A 2026 “The New Shape of Identity Threats” report by Regula (survey of 850 decision-makers) says identity-related threats are now a board-level concern. 98% of organizations worry about identity-related threats such as identity spoofing, deepfakes, and AI agents acting as users. In the past 12 months, 87% report AI actors attempting to pass identity processes. Deepfakes lead the escalation. Respondents in the U.K. and Singapore are especially alarmed. The U.K. government estimated 8 million deepfakes shared in 2025 (up from 500,000 in 2023). Banking and crypto are both flagged as above average risk, including threats like account takeover and onboarding bypass. The report notes that deepfake concerns vary widely across industries, suggesting uneven adoption and awareness.

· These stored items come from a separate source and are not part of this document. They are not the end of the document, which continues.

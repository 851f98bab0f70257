// SPDX-License-Identifier: Apache-2.0 OR MIT
// Copyright (c) 2025-2026 naskel.com

//! Footer-aware partial reads.
//!
//! A field is located through the object's footer and decoded on its own.
//! A field carried by handle whose target is itself a footer object is not
//! decoded at all: the caller gets a [`ByteWindow`] over the target's bytes.

use super::GridMarshaller;
use crate::codec::footer::{FooterView, OBJECT_HEADER_LEN};
use crate::codec::{DataInput, HandleReplay};
use crate::config::{markers, FLAG_FOOTER};
use crate::descriptor::{field_id, ClassLoader};
use crate::error::{CodecError, CodecResult, MarshalError, MarshalResult};
use crate::model::Value;
use std::fmt;
use std::sync::Arc;

/// Owned buffer plus the `[start, start + len)` span of one encoded value.
#[derive(Clone)]
pub struct ByteWindow {
    buf: Arc<[u8]>,
    start: usize,
    len: usize,
}

impl ByteWindow {
    /// `None` if the span does not fit in `buf`.
    pub fn new(buf: Arc<[u8]>, start: usize, len: usize) -> Option<Self> {
        let end = start.checked_add(len)?;
        (end <= buf.len()).then_some(Self { buf, start, len })
    }

    /// Window covering all of `bytes`.
    pub fn owned(bytes: Vec<u8>) -> Self {
        let len = bytes.len();
        Self {
            buf: Arc::from(bytes),
            start: 0,
            len,
        }
    }

    pub fn buffer(&self) -> &Arc<[u8]> {
        &self.buf
    }

    pub fn start(&self) -> usize {
        self.start
    }

    pub fn len(&self) -> usize {
        self.len
    }

    pub fn is_empty(&self) -> bool {
        self.len == 0
    }

    pub fn as_slice(&self) -> &[u8] {
        &self.buf[self.start..self.start + self.len]
    }

    /// True when the window spans its whole buffer.
    pub fn is_detached(&self) -> bool {
        self.start == 0 && self.len == self.buf.len()
    }

    /// Copy the span into a buffer of its own.
    pub fn detach(&self) -> Self {
        Self::owned(self.as_slice().to_vec())
    }
}

impl fmt::Debug for ByteWindow {
    fn fmt(&self, f: &mut fmt::Formatter<'_>) -> fmt::Result {
        f.debug_struct("ByteWindow")
            .field("start", &self.start)
            .field("len", &self.len)
            .field("buffer_len", &self.buf.len())
            .finish()
    }
}

/// Result of a partial field read.
#[derive(Debug, Clone)]
pub enum FieldRead {
    /// The field decoded on its own.
    Value(Value),
    /// Handle to an indexed object, left encoded.
    Serialized(ByteWindow),
}

impl FieldRead {
    pub fn as_value(&self) -> Option<&Value> {
        match self {
            Self::Value(v) => Some(v),
            Self::Serialized(_) => None,
        }
    }
}

impl GridMarshaller {
    /// Whether the object in `bytes[off..off + len]` has a footer entry for
    /// `name`. Objects without a footer report `false` for every name.
    pub fn has_field(&self, name: &str, bytes: &[u8], off: usize, len: usize) -> MarshalResult<bool> {
        let footer = FooterView::parse(bytes, off, len).map_err(|err| lookup_error(name, err))?;
        Ok(footer.is_some_and(|f| f.find(field_id(name)).is_some()))
    }

    /// Read one field of the object in `bytes[off..off + len]` without
    /// decoding the others.
    ///
    /// `Ok(None)` when the object has no footer or no entry for `name`.
    pub fn read_field(
        &self,
        name: &str,
        bytes: &Arc<[u8]>,
        off: usize,
        len: usize,
        loader: &dyn ClassLoader,
    ) -> MarshalResult<Option<FieldRead>> {
        let footer = match FooterView::parse(bytes, off, len) {
            Ok(Some(footer)) => footer,
            Ok(None) => return Ok(None),
            Err(err) => return Err(lookup_error(name, err)),
        };
        let id = field_id(name);
        let located = match footer.find(id) {
            Some(located) => *located,
            None => return Ok(None),
        };

        if let Some(expected) = self
            .env
            .index
            .get(footer.type_id())
            .and_then(|index| index.field_type(id))
        {
            if expected != located.entry.field_type {
                return Err(MarshalError::CorruptFooter(format!(
                    "field {} recorded as {:?}, indexed as {:?}",
                    name, located.entry.field_type, expected
                )));
            }
        }

        let mut guard = self.pool.acquire()?;
        let replay = &mut guard.replay;
        let result = match footer.handle_target(&located.entry) {
            Some(target) => self.read_handle_target(bytes, target, replay, loader),
            None => {
                let entry = located.entry;
                if let Some(width) = entry.field_type.width() {
                    if entry.len as usize != width + 1 {
                        return Err(MarshalError::CorruptFooter(format!(
                            "field {} ({:?}) spans {} bytes",
                            name, entry.field_type, entry.len
                        )));
                    }
                }
                self.decode_at(bytes, off, len, located.offset, replay, loader)
                    .map(FieldRead::Value)
            }
        };
        result.map(Some).map_err(|err| MarshalError::from_field(name, loader.name(), err))
    }

    /// Indexed targets stay encoded; anything else is decoded in place.
    fn read_handle_target(
        &self,
        bytes: &Arc<[u8]>,
        target: i64,
        replay: &mut HandleReplay,
        loader: &dyn ClassLoader,
    ) -> CodecResult<FieldRead> {
        let start = usize::try_from(target)
            .ok()
            .filter(|&t| t < bytes.len())
            .ok_or_else(|| {
                CodecError::CorruptFooter(format!(
                    "handle target {} outside buffer of {} bytes",
                    target,
                    bytes.len()
                ))
            })?;

        if let Some(total) = footer_object_len(bytes, start)? {
            let window = ByteWindow::new(Arc::clone(bytes), start, total).ok_or_else(|| {
                CodecError::CorruptFooter(format!(
                    "object at {} claims {} bytes, buffer holds {}",
                    start,
                    total,
                    bytes.len()
                ))
            })?;
            return Ok(FieldRead::Serialized(window));
        }
        self.decode_at(bytes, 0, bytes.len(), start, replay, loader)
            .map(FieldRead::Value)
    }

    fn decode_at(
        &self,
        bytes: &[u8],
        off: usize,
        len: usize,
        at: usize,
        replay: &mut HandleReplay,
        loader: &dyn ClassLoader,
    ) -> CodecResult<Value> {
        let mut input = DataInput::window(bytes, off, len)?;
        input.seek(at)?;
        self.env.decode(input, replay, loader)
    }
}

/// Total length of the footer object starting at `start`, if it is one.
fn footer_object_len(bytes: &[u8], start: usize) -> CodecResult<Option<usize>> {
    let mut input = DataInput::new(bytes);
    input.seek(start)?;
    if input.remaining() < OBJECT_HEADER_LEN || input.read_u8()? != markers::OBJECT {
        return Ok(None);
    }
    input.read_i32()?;
    if input.read_u8()? & FLAG_FOOTER == 0 {
        return Ok(None);
    }
    input
        .read_u32()
        .map(|total| Some(total as usize))
        .map_err(|err| CodecError::CorruptFooter(err.to_string()))
}

fn lookup_error(name: &str, err: CodecError) -> MarshalError {
    MarshalError::from_field(name, "", err)
}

A key problem is visibility. 69% say AI-assisted tools are already common in identity flows, but only 39% have clear visibility into how and where AI is used. 87% report AI-assisted or automated actors attempting identity verification, while 26% already identify machine-operated actors acting for users. Yet AI agents rank as the least urgent threat in prioritization, implying organizations may be underestimating or misclassifying identity-related threats. For traders, this matters indirectly: fraud and onboarding attacks can raise compliance and security costs for crypto platforms, but the report is not a direct market-moving catalyst. It mainly signals an evolving cyber risk environment that can affect exchanges, wallets, and on-chain identity infrastructure over time.
Neutral
This is a cybersecurity and identity-verification risk report, not a crypto-specific protocol change, regulation, or macro shock. So the immediate tradable signal for BTC/BCH/DOGE/BSV is limited. Why neutral: the study quantifies rising “identity-related threats” (98% concerned; 87% reporting AI actors targeting identity checks) and highlights deepfakes plus AI-driven automation—factors that can increase fraud losses, KYT/KYC costs, and security budgets for exchanges, wallets, and onboarding providers. But the article does not describe any direct breach, token freeze, or on-chain technical event that typically causes abrupt repricing. Short-term: traders may see a mild sentiment drag for centralized services if headlines around fraud/impersonation rise, but market-wide price impact is unlikely without concrete incidents. Long-term: expect gradual demand for stronger identity, verification, and monitoring layers across fintech/crypto. This can indirectly support infrastructure vendors and push compliance/security spend upward—yet it remains a second-order effect rather than a direct driver of token flows. Similar past pattern: whenever security-fraud narratives spike (e.g., waves of phishing or account-takeover incidents), prices usually react more to the presence of a specific major exploit than to general risk statistics. Here, the signal is informative but not an identifiable trigger.